Another type of innovation based on Hidden Revenue is free daily newspapers. Financed entirely through advertising, these free dailies generally achieve a very high circulation, which in turn has a positive impact on advertising rates. Media company Metro International is a pioneer in this area. Its eponymous free daily newspaper is one of the most frequently read papers in the world. The first edition of Metro was distributed in 1995 in Stockholm, and today it is distributed in more than 20 country editions, reaching some 35 million readers a week.

Hidden Revenue: timeline

A linear flow chart depicts the timeline of evolution of print media into social media platforms. The chart is labelled with a text box that reads ‘companies are paid for attracting users even though the users don’t pay for what they receive’.
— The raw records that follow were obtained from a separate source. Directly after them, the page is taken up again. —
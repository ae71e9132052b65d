//! Threshold block files: noise thresholds measured over consecutive blocks of
//! series, each line giving the last series of a block and its threshold.

use std::path::Path;

use anyhow::{Context, anyhow};

use super::ParameterRecord;
use crate::error::{BlindError, BlindResult};

#[derive(Debug, Clone, Copy, PartialEq)]
pub struct ThresholdBlock {
    pub last_series: i64,
    pub value: f64,
}

/// Read `<last series> <value>` lines.
pub fn read_blocks(path: &Path) -> BlindResult<Vec<ThresholdBlock>> {
    let text = std::fs::read_to_string(path)?;
    parse_blocks(&text).map_err(|source| BlindError::Storage {
        path: path.display().to_string(),
        source,
    })
}

fn parse_blocks(text: &str) -> anyhow::Result<Vec<ThresholdBlock>> {
    text.lines()
        .enumerate()
        .filter(|(_, line)| !line.trim().is_empty())
        .map(|(no, line)| {
            let mut fields = line.split_whitespace();
            let (Some(last), Some(value)) = (fields.next(), fields.next()) else {
                return Err(anyhow!("line {}: expected '<series> <value>'", no + 1));
            };
            Ok(ThresholdBlock {
                last_series: last
                    .parse()
                    .with_context(|| format!("line {}: bad series '{last}'", no + 1))?,
                value: value
                    .parse()
                    .with_context(|| format!("line {}: bad value '{value}'", no + 1))?,
            })
        })
        .collect()
}

/// Read a list of series names, one per line.
pub fn read_series_list(path: &Path) -> BlindResult<Vec<String>> {
    let text = std::fs::read_to_string(path)?;
    Ok(text
        .lines()
        .map(str::trim)
        .filter(|line| !line.is_empty())
        .map(str::to_string)
        .collect())
}

/// Assign each series, in ascending order, the threshold of its block.
///
/// The block index advances by one whenever a series lies past the current
/// block's last series; series beyond the final block get no value.
pub fn assign_blocks(
    series_names: &[String],
    blocks: &[ThresholdBlock],
) -> BlindResult<Vec<(String, f64)>> {
    let mut series = Vec::with_capacity(series_names.len());
    for name in series_names {
        let id: i64 = name.parse().map_err(|_| BlindError::Storage {
            path: "series list".to_string(),
            source: anyhow!("series name '{name}' is not numeric"),
        })?;
        series.push((id, name));
    }
    series.sort();

    let mut assigned = Vec::with_capacity(series.len());
    let mut block = 0;
    if blocks.is_empty() {
        return Ok(assigned);
    }

    for (id, name) in series {
        if blocks[block].last_series < id {
            block += 1;
        }
        if block == blocks.len() {
            break;
        }
        assigned.push((name.clone(), blocks[block].value));
    }
    Ok(assigned)
}

/// Parameter rows for one detector and parameter from a block file.
pub fn block_records(
    series_names: &[String],
    blocks: &[ThresholdBlock],
    detector: &str,
    configuration: &str,
    parameter: &str,
) -> BlindResult<Vec<ParameterRecord>> {
    Ok(assign_blocks(series_names, blocks)?
        .into_iter()
        .map(|(series_name, value)| ParameterRecord {
            series_name,
            detector_name: detector.to_string(),
            configuration_name: configuration.to_string(),
            parameter_name: parameter.to_string(),
            value,
        })
        .collect())
}
/// Data layer: event tables, their locations, and the per-row cursor.
///
/// Architecture:
/// ```text
///  merge_<sample>/rqDir/zip1.parquet ...
///        │
///        ▼
///   ┌──────────┐
///   │ location  │  "files:table" template → per-sample paths
///   └──────────┘
///        │
///        ▼
///   ┌──────────┐
///   │  source   │  resolve, chain samples, activate columns
///   └──────────┘
///        │
///        ▼
///   ┌──────────────┐
///   │ EventDataset  │  roles × detectors, mode detection, row reads
///   └──────────────┘
/// ```

pub mod dataset;
pub mod loader;
pub mod location;
pub mod model;
pub mod source;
‘Targeted advertising’ is a special version of Hidden Revenue adapted to the Internet. Ads are adjusted to specific target groups to avoid waste coverage and to communicate the advertising content efficiently. Google has very successfully implemented Hidden Revenue in this novel form. Originally founded purely as a search engine for the Internet in 1998, Google now dominates the search engine market with a number of free services including web search engines, personal calendars, email services and maps, as well as specialising in other Internet technologies such as cloud computing and software. With all this, Google has become one of the biggest brokers in the online advertising business. The company is able to maintain its register of free services by cross-financing through its Google Ads advertisement programme, which allows companies to purchase targeted advertisements that then appear on Google’s search listings depending on the search terms entered by the user. Google receives revenue on a cost-per-impression (i.e. each time an ad is displayed) or cost-per-click (each time a user clicks on an ad) basis. With this scheme, the company attracts more customers and this in turn increases advertisement revenues. Google’s business model allows it to generate billions of dollars in revenues every year and to maintain an online advertising market share of over 35 per cent. Many other businesses, in particular social media platforms such as Instagram, Snapchat and TikTok, have started to rely on targeted advertising as their main revenue streams.

When and how to apply Hidden Revenue

This pattern’s potential was systematically overvalued throughout the early years of the new economy: countless companies were valued highly but failed to generate any real revenues. Hidden Revenue is still hard to assess today. Just think of Facebook paying a staggering US $16 billion for the WhatsApp messaging service. At the same time, customers have become increasingly wary of Hidden Revenue. In Germany, where consumers are known to be especially concerned about sensitive data being misappropriated, every third WhatsApp user considered leaving the service upon hearing about the deal with Facebook. At the same time, Hidden Revenue continues to be extremely popular in advertising and customer data trading.

Some questions to ask

  • Can we separate customers from revenue streams?
  • Can we commercialise our assets by other means?
  • Will we be able to keep our existing business relations and customers even if we tap into additional Hidden Revenue streams?